Madame Samson


 

Comment ça va, Madame Samson ?

— Boaarrffhhh.

Diane peut se compter chanceuse aujourd’hui. Hier, elle n’a eu droit qu’à une moue hautaine de Colette Samson, femme presque aussi amère que le café qu’elle commande au Gueuleton de la Gare à tous les matins.

Gobelet à la main, Madame Samson entreprend sa tournée habituelle. Sans merci, elle tourne le dos à Diane, claque la porte du Gueuleton, remonte le corridor, se racle la gorge, grimace en passant devant Jean-Guy, locataire du hall quand la police n’y est pas. Elle s’arrête devant l’Accommodation, froisse toutes les revues à potins du présentoir sans même en acheter une, et s’assoit enfin devant la porte six. Là commence vraiment sa besogne.

Gaëtane est assise devant sa vitrine, son casque d’écoute sur la tête. « Une autre qui se laisse aller, regardes-y la repousse ! », ricane Madame Samson.

Noémie, la petite nouvelle, n’a pas encore ouvert sa billetterie. « Fainéante ! »

Marc, le concierge, émerge de son placard, une moppe à la main. Le pauvre « insignifiant » n’est pas épargné par son regard rapace.

Lorsque sonne dix heures, Colette change de place, irritée par l’enthousiasme de deux jeunes voyageurs à sacs à dos. Passe un homme d’affaires au costume vulgaire; une professeure d’université, trop vieille pour la longueur de sa jupe; une mère et son flot baveux puis… elle.

Une femme.

Âge moyen.

Cheveux lisses, foncés, séparés au centre et tombant naturellement sur chaque épaule.

Des lunettes noires rectangulaires habillant des yeux bruns, confiants.

Des vêtements neutres, correctement ajustés. Un sac beige, assez grand, posé près d’elle.

Colette entrouvre la bouche, étonnée. Non, vraiment, il n’y a rien à dire.

Juste un visage apaisé, en attente d’un départ.

Décontenancée, Madame Samson, n’arrive pas à détacher ses yeux de la femme. Elle s’efforce de trouver quelque chose, mais rien.

La femme au sourire plein ne remarque pas l’insistance de sa voisine.

Pourtant en Colette tout se bouscule, un répertoire de remarques acerbes ne trouvant pas écho et mourant aussitôt.

« Une autre mère monoparentale avec un divorce sur le dos ! Une endettée oui, une mal-prise qui fait sa fraîche pis qui fuit ses responsabilités pour une fin de semaine à Montréal pendant que son enfant se fait garder par la voisine ! »

La voix intérieure de Madame Samson se brise, son assurance a fui.

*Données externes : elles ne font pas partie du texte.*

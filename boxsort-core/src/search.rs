use uuid::Uuid;

use crate::domain::StorageBox;

#[derive(Clone, Debug, PartialEq, Eq)]
pub struct SearchHit {
    /// Position in the collection.
    pub index: usize,
    pub box_id: Uuid,
    /// Items whose name contains the query.
    pub matches: usize,
}

/// Boxes holding at least one item whose name contains `query`, ignoring
/// case, in collection order. An empty query lists every box; whitespace is
/// part of the query.
pub fn search(boxes: &[StorageBox], query: &str) -> Vec<SearchHit> {
    let needle = query.to_uppercase();
    boxes
        .iter()
        .enumerate()
        .filter_map(|(index, b)| {
            let matches = if needle.is_empty() {
                0
            } else {
                let n = b
                    .items
                    .iter()
                    .filter(|i| i.name.to_uppercase().contains(&needle))
                    .count();
                if n == 0 {
                    return None;
                }
                n
            };
            Some(SearchHit {
                index,
                box_id: b.id,
                matches,
            })
        })
        .collect()
}
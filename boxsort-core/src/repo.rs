// boxsort_core/src/repo.rs
use std::path::PathBuf;

use uuid::Uuid;

use crate::collection::{Collection, Command};
use crate::domain::StorageBox;
use crate::error::{BoxSortError, Result};
use crate::images::ImageStore;

/// What [`BoxRepo::load`] found on disk. Loading itself never fails.
#[derive(Clone, Debug, PartialEq, Eq)]
pub enum LoadStatus {
    /// Nothing persisted yet.
    Fresh,
    Loaded { boxes: usize },
    /// An older schema was upgraded and written back in the current one.
    Migrated { from: u16, boxes: usize },
    /// The persisted file could not be read; the collection starts empty and
    /// the unreadable file was moved to `backup` when possible.
    Recovered {
        reason: String,
        backup: Option<PathBuf>,
    },
}

/// Source of truth for the box collection.
///
/// Every mutating call changes the in-memory collection and then persists
/// synchronously. The returned `Result` reports the persist step: on error
/// the change is kept in memory, the repository is marked dirty and
/// [`BoxRepo::flush`] can retry.
pub trait BoxRepo {
    fn collection(&self) -> &Collection;

    /// Replace the in-memory collection with the persisted one.
    fn load(&mut self, images: &ImageStore) -> LoadStatus;

    /// Apply one command and persist.
    fn execute(&mut self, cmd: Command) -> Result<Option<StorageBox>>;

    /// Persist if an earlier write failed.
    fn flush(&mut self) -> Result<()>;

    fn is_dirty(&self) -> bool;

    fn boxes(&self) -> &[StorageBox] {
        self.collection().boxes()
    }

    fn find_by_id(&self, id: &str) -> Option<&StorageBox> {
        self.collection().find_by_id(id)
    }

    fn insert(&mut self, b: StorageBox) -> Result<()> {
        self.execute(Command::Insert(b)).map(|_| ())
    }

    /// Mutate box `id` in place. Rejected, leaving the box untouched, if the
    /// result is not well-formed or the mutator changed the id.
    fn update(&mut self, id: Uuid, mutator: &mut dyn FnMut(&mut StorageBox)) -> Result<()> {
        let edited = self.collection().prepare_update(id, mutator)?;
        self.execute(Command::Replace(edited)).map(|_| ())
    }

    fn remove(&mut self, id: Uuid) -> Result<StorageBox> {
        self.execute(Command::Remove(id))?
            .ok_or_else(|| BoxSortError::NotFound(id.to_string()))
    }

    fn remove_at(&mut self, index: usize) -> Result<StorageBox> {
        let len = self.collection().len();
        self.execute(Command::RemoveAt(index))?
            .ok_or(BoxSortError::IndexOutOfRange { index, len })
    }

    /// Move the box at `from` so it ends up at index `to`.
    fn reorder(&mut self, from: usize, to: usize) -> Result<()> {
        self.execute(Command::Reorder { from, to }).map(|_| ())
    }
}
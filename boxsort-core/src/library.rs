//! Explicitly constructed entry point: one repository, one image store.
//!
//! Built once at process start with [`Library::open`] and handed to whatever
//! presents boxes; [`Library::close`] flushes on exit.
use std::collections::HashSet;

use tracing::{debug, info, warn};
use uuid::Uuid;

use crate::config::OpenParams;
use crate::domain::{BoxDraft, Item, ItemDraft, StorageBox, check_index};
use crate::error::{BoxSortError, Result, ValidationError};
use crate::images::{ImageHandle, ImageStore};
use crate::link::{self, Resolution};
use crate::qr;
use crate::repo::{BoxRepo, LoadStatus};
use crate::repo_factory::{Backend, open_repo};
use crate::search::{self, SearchHit};

pub struct Library {
    repo: Box<dyn BoxRepo>,
    images: ImageStore,
    status: LoadStatus,
}

impl Library {
    /// Open the file-backed library under `params.data_dir` and load it.
    pub fn open(params: &OpenParams) -> Result<(Self, LoadStatus)> {
        Self::open_with(Backend::Fs, params)
    }

    pub fn open_with(backend: Backend, params: &OpenParams) -> Result<(Self, LoadStatus)> {
        let repo = open_repo(backend, params)?;
        let images = ImageStore::open(params.paths(), params.seal_key.clone())?;
        let mut lib = Self {
            repo,
            images,
            status: LoadStatus::Fresh,
        };
        let status = lib.reload();
        Ok((lib, status))
    }

    /// Re-read the persisted collection, discarding unsaved memory state.
    pub fn reload(&mut self) -> LoadStatus {
        let status = self.repo.load(&self.images);
        info!(?status, "library loaded");
        self.status = status.clone();
        status
    }

    pub fn boxes(&self) -> &[StorageBox] {
        self.repo.boxes()
    }

    pub fn find(&self, id: &str) -> Option<&StorageBox> {
        self.repo.find_by_id(id)
    }

    pub fn repo(&self) -> &dyn BoxRepo {
        self.repo.as_ref()
    }

    pub fn images(&self) -> &ImageStore {
        &self.images
    }

    pub fn add_box(&mut self, draft: BoxDraft) -> Result<Uuid> {
        let b = draft.validate()?;
        let id = b.id;
        self.repo.insert(b)?;
        debug!(%id, "box added");
        Ok(id)
    }

    pub fn rename_box(&mut self, id: Uuid, name: &str) -> Result<()> {
        self.repo.update(id, &mut |b| b.rename(name))
    }

    pub fn update_box(
        &mut self,
        id: Uuid,
        mutator: &mut dyn FnMut(&mut StorageBox),
    ) -> Result<()> {
        let before = self.get(id)?.clone();
        self.repo.update(id, mutator)?;
        let dropped: Vec<ImageHandle> = before.image_handles().collect();
        self.release_unreferenced(dropped);
        Ok(())
    }

    /// Delete a box and the photos only it referenced.
    pub fn remove_box(&mut self, id: Uuid) -> Result<StorageBox> {
        let removed = self.repo.remove(id)?;
        self.release_unreferenced(removed.image_handles());
        Ok(removed)
    }

    pub fn remove_box_at(&mut self, index: usize) -> Result<StorageBox> {
        let removed = self.repo.remove_at(index)?;
        self.release_unreferenced(removed.image_handles());
        Ok(removed)
    }

    pub fn reorder_boxes(&mut self, from: usize, to: usize) -> Result<()> {
        self.repo.reorder(from, to)
    }

    /// Append an item to box `box_id`; returns the new item's id.
    pub fn add_item(&mut self, box_id: Uuid, draft: ItemDraft) -> Result<Uuid> {
        if draft.name.is_empty() {
            let index = self.get(box_id)?.items.len();
            return Err(ValidationError::EmptyItemName { index }.into());
        }
        let item = draft.into_item();
        let id = item.id;
        let mut pending = Some(item);
        self.repo.update(box_id, &mut |b| {
            if let Some(it) = pending.take() {
                b.push_item(it);
            }
        })?;
        Ok(id)
    }

    pub fn remove_item(&mut self, box_id: Uuid, index: usize) -> Result<Item> {
        let removed = self.item(box_id, index)?.clone();
        self.repo.update(box_id, &mut |b| {
            b.items.remove(index);
        })?;
        self.release_unreferenced(removed.image_handle());
        Ok(removed)
    }

    pub fn move_item(&mut self, box_id: Uuid, from: usize, to: usize) -> Result<()> {
        let len = self.get(box_id)?.items.len();
        check_index(from, len)?;
        check_index(to, len)?;
        let mut moved = Ok(());
        self.repo
            .update(box_id, &mut |b| moved = b.move_item(from, to))?;
        moved
    }

    pub fn describe_item(
        &mut self,
        box_id: Uuid,
        index: usize,
        description: &str,
    ) -> Result<()> {
        self.item(box_id, index)?;
        self.repo.update(box_id, &mut |b| {
            b.items[index].description = description.to_string();
        })
    }

    /// Store `bytes` under a fresh handle and point the item at it. The
    /// previous photo is released.
    pub fn set_item_image(
        &mut self,
        box_id: Uuid,
        index: usize,
        bytes: &[u8],
    ) -> Result<ImageHandle> {
        let previous = self.item(box_id, index)?.image_handle();
        let handle = ImageHandle::generate();
        self.images.save(bytes, &handle)?;

        let new_ref = handle.to_string();
        let result = self.repo.update(box_id, &mut |b| {
            b.items[index].image_ref = new_ref.clone();
        });
        if let Err(e) = result {
            // Persist failures keep the change in memory, so only drop the
            // file when nothing points at it.
            self.release_unreferenced(Some(handle));
            return Err(e);
        }
        self.release_unreferenced(previous);
        Ok(handle)
    }

    pub fn clear_item_image(&mut self, box_id: Uuid, index: usize) -> Result<()> {
        let previous = self.item(box_id, index)?.image_handle();
        if previous.is_none() {
            return Ok(());
        }
        self.repo.update(box_id, &mut |b| b.items[index].image_ref.clear())?;
        self.release_unreferenced(previous);
        Ok(())
    }

    /// Photo bytes for an item; `None` when it has no photo or the file is
    /// gone.
    pub fn item_image(&self, box_id: Uuid, index: usize) -> Result<Option<Vec<u8>>> {
        match self.item(box_id, index)?.image_handle() {
            Some(h) => self.images.load(&h),
            None => Ok(None),
        }
    }

    pub fn resolve(&self, uri: &str) -> Resolution<'_> {
        link::resolve(self.repo.as_ref(), uri)
    }

    pub fn deep_link(&self, id: Uuid) -> Result<String> {
        Ok(qr::encode_deep_link(self.get(id)?))
    }

    pub fn qr_png(&self, id: Uuid) -> Result<Vec<u8>> {
        Ok(qr::render_qr_png(&self.deep_link(id)?))
    }

    pub fn search(&self, query: &str) -> Vec<SearchHit> {
        search::search(self.repo.boxes(), query)
    }

    /// Delete image files that no item references.
    ///
    /// Refused while the collection is a recovery placeholder: the real data
    /// sits in the set-aside file and still owns those photos.
    pub fn sweep_orphans(&mut self) -> Result<Vec<ImageHandle>> {
        if let LoadStatus::Recovered { reason, .. } = &self.status {
            return Err(BoxSortError::Format(format!(
                "collection was recovered ({reason}); not sweeping images"
            )));
        }
        let referenced = self.referenced();
        let mut removed = Vec::new();
        for h in self.images.handles()? {
            if !referenced.contains(h.as_str()) && self.images.remove(&h)? {
                removed.push(h);
            }
        }
        if !removed.is_empty() {
            info!(count = removed.len(), "orphaned images removed");
        }
        Ok(removed)
    }

    pub fn is_dirty(&self) -> bool {
        self.repo.is_dirty()
    }

    pub fn flush(&mut self) -> Result<()> {
        self.repo.flush()
    }

    /// Flush-on-exit.
    pub fn close(mut self) -> Result<()> {
        self.flush()
    }

    fn get(&self, id: Uuid) -> Result<&StorageBox> {
        let key = id.to_string();
        self.repo
            .find_by_id(&key)
            .ok_or(BoxSortError::NotFound(key))
    }

    fn item(&self, box_id: Uuid, index: usize) -> Result<&Item> {
        let b = self.get(box_id)?;
        check_index(index, b.items.len())?;
        Ok(&b.items[index])
    }

    fn referenced(&self) -> HashSet<&str> {
        self.repo
            .boxes()
            .iter()
            .flat_map(|b| b.items.iter())
            .filter(|i| i.has_image())
            .map(|i| i.image_ref.as_str())
            .collect()
    }

    /// Best effort: a file that cannot be removed now is left for
    /// [`Library::sweep_orphans`].
    fn release_unreferenced(&self, handles: impl IntoIterator<Item = ImageHandle>) {
        let referenced = self.referenced();
        for h in handles {
            if referenced.contains(h.as_str()) {
                continue;
            }
            if let Err(e) = self.images.remove(&h) {
                warn!(handle = %h, error = %e, "could not release image");
            }
        }
    }
}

« Non, une vieille fille lesbienne frustrée ! Regarde-la donc qui essaye de se faire croire qu’elle vit mieux que les autres avec ses quatre voyages par année. Ma pauvre toi, tu vas mourir toute seule avec ton argent ! »

Un filet de sueur s’écoule du front crispé de la vieille. Qu’advient-il d’elle ? Toujours un mot sur les autres et pourtant, aucun moyen de percer cette femme à jour. Madame Samson, épuisée, s’apprête à baisser les yeux au moment où…

L’inconnue tourne son visage accueillant vers elle.

Un sourire sans intention aucune.

Tremblotante, Madame Samson se lève. Sans doute lui faut-il un autre café.